> [SUPPLIED RECORDS]
▼▼▼

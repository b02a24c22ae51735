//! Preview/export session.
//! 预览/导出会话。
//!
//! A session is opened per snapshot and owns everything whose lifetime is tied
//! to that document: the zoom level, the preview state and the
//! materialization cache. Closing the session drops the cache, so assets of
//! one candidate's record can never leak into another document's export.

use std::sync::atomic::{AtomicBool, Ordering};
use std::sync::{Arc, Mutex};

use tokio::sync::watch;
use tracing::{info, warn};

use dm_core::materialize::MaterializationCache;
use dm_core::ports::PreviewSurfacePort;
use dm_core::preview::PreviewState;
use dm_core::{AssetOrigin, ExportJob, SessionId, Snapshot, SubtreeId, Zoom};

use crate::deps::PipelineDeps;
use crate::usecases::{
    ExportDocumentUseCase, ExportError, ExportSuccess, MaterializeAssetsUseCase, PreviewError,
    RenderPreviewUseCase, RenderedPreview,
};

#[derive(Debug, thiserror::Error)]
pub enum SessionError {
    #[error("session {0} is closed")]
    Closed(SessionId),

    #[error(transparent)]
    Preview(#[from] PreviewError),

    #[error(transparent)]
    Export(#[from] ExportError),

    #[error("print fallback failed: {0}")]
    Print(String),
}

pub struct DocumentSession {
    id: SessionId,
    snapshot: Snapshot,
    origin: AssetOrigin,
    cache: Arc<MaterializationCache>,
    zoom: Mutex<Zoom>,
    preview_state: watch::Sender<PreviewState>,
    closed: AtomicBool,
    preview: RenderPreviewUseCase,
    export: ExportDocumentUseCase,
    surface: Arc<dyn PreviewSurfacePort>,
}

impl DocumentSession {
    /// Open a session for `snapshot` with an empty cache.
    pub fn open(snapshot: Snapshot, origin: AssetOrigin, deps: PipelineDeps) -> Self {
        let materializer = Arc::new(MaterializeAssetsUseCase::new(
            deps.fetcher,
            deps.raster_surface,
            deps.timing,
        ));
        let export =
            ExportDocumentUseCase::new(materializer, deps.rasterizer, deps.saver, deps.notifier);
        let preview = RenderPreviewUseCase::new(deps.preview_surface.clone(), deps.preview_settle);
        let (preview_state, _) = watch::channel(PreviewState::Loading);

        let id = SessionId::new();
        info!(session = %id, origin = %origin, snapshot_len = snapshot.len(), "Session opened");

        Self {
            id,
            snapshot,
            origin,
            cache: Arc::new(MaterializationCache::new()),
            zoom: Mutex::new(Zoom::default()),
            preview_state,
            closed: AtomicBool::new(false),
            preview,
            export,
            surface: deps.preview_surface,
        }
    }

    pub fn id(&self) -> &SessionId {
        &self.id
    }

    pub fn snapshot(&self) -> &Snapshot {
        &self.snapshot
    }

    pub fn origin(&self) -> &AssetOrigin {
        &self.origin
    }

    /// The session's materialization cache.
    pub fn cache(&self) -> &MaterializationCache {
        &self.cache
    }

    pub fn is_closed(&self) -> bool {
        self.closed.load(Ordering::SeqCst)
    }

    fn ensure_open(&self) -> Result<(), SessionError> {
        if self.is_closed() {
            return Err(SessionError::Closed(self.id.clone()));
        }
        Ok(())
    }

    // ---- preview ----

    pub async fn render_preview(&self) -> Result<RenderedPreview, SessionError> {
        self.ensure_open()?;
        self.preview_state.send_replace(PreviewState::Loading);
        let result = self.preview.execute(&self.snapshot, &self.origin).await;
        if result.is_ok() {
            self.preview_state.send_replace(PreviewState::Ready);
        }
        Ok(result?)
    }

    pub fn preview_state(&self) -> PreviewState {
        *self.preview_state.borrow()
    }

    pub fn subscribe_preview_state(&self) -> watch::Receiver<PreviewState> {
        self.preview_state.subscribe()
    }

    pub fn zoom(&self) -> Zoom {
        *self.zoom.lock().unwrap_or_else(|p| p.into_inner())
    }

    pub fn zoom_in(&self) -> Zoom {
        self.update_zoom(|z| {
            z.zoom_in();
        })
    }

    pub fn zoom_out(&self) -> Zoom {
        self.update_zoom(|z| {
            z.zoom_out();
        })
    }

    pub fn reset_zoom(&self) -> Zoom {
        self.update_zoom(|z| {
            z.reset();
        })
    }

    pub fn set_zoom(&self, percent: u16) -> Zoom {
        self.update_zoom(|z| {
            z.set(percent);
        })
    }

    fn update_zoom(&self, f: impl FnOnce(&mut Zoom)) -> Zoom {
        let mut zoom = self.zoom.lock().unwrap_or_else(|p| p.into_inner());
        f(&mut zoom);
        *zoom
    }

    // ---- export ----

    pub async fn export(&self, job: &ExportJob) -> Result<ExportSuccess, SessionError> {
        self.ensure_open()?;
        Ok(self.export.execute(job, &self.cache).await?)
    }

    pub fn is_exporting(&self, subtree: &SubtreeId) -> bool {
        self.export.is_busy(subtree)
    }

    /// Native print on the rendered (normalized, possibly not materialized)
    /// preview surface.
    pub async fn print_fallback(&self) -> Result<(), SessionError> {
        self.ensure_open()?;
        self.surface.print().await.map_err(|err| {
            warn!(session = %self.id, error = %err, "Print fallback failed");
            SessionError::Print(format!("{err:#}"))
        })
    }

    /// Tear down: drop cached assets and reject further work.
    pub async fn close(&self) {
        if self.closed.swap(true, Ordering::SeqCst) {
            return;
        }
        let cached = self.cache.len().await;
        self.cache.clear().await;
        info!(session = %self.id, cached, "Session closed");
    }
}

▲▲▲

> [DIRECTIONS FOR THIS TASK] Copy back the listing above exactly, but only from the line with "pub fn zoom_out(&self)" through the line with "fn update_zoom(&self, f: impl", both ends included.

> [EXERCISE SOLUTION]
    pub fn zoom_out(&self) -> Zoom {
        self.update_zoom(|z| {
            z.zoom_out();
        })
    }

    pub fn reset_zoom(&self) -> Zoom {
        self.update_zoom(|z| {
            z.reset();
        })
    }

    pub fn set_zoom(&self, percent: u16) -> Zoom {
        self.update_zoom(|z| {
            z.set(percent);
        })
    }

    fn update_zoom(&self, f: impl FnOnce(&mut Zoom)) -> Zoom {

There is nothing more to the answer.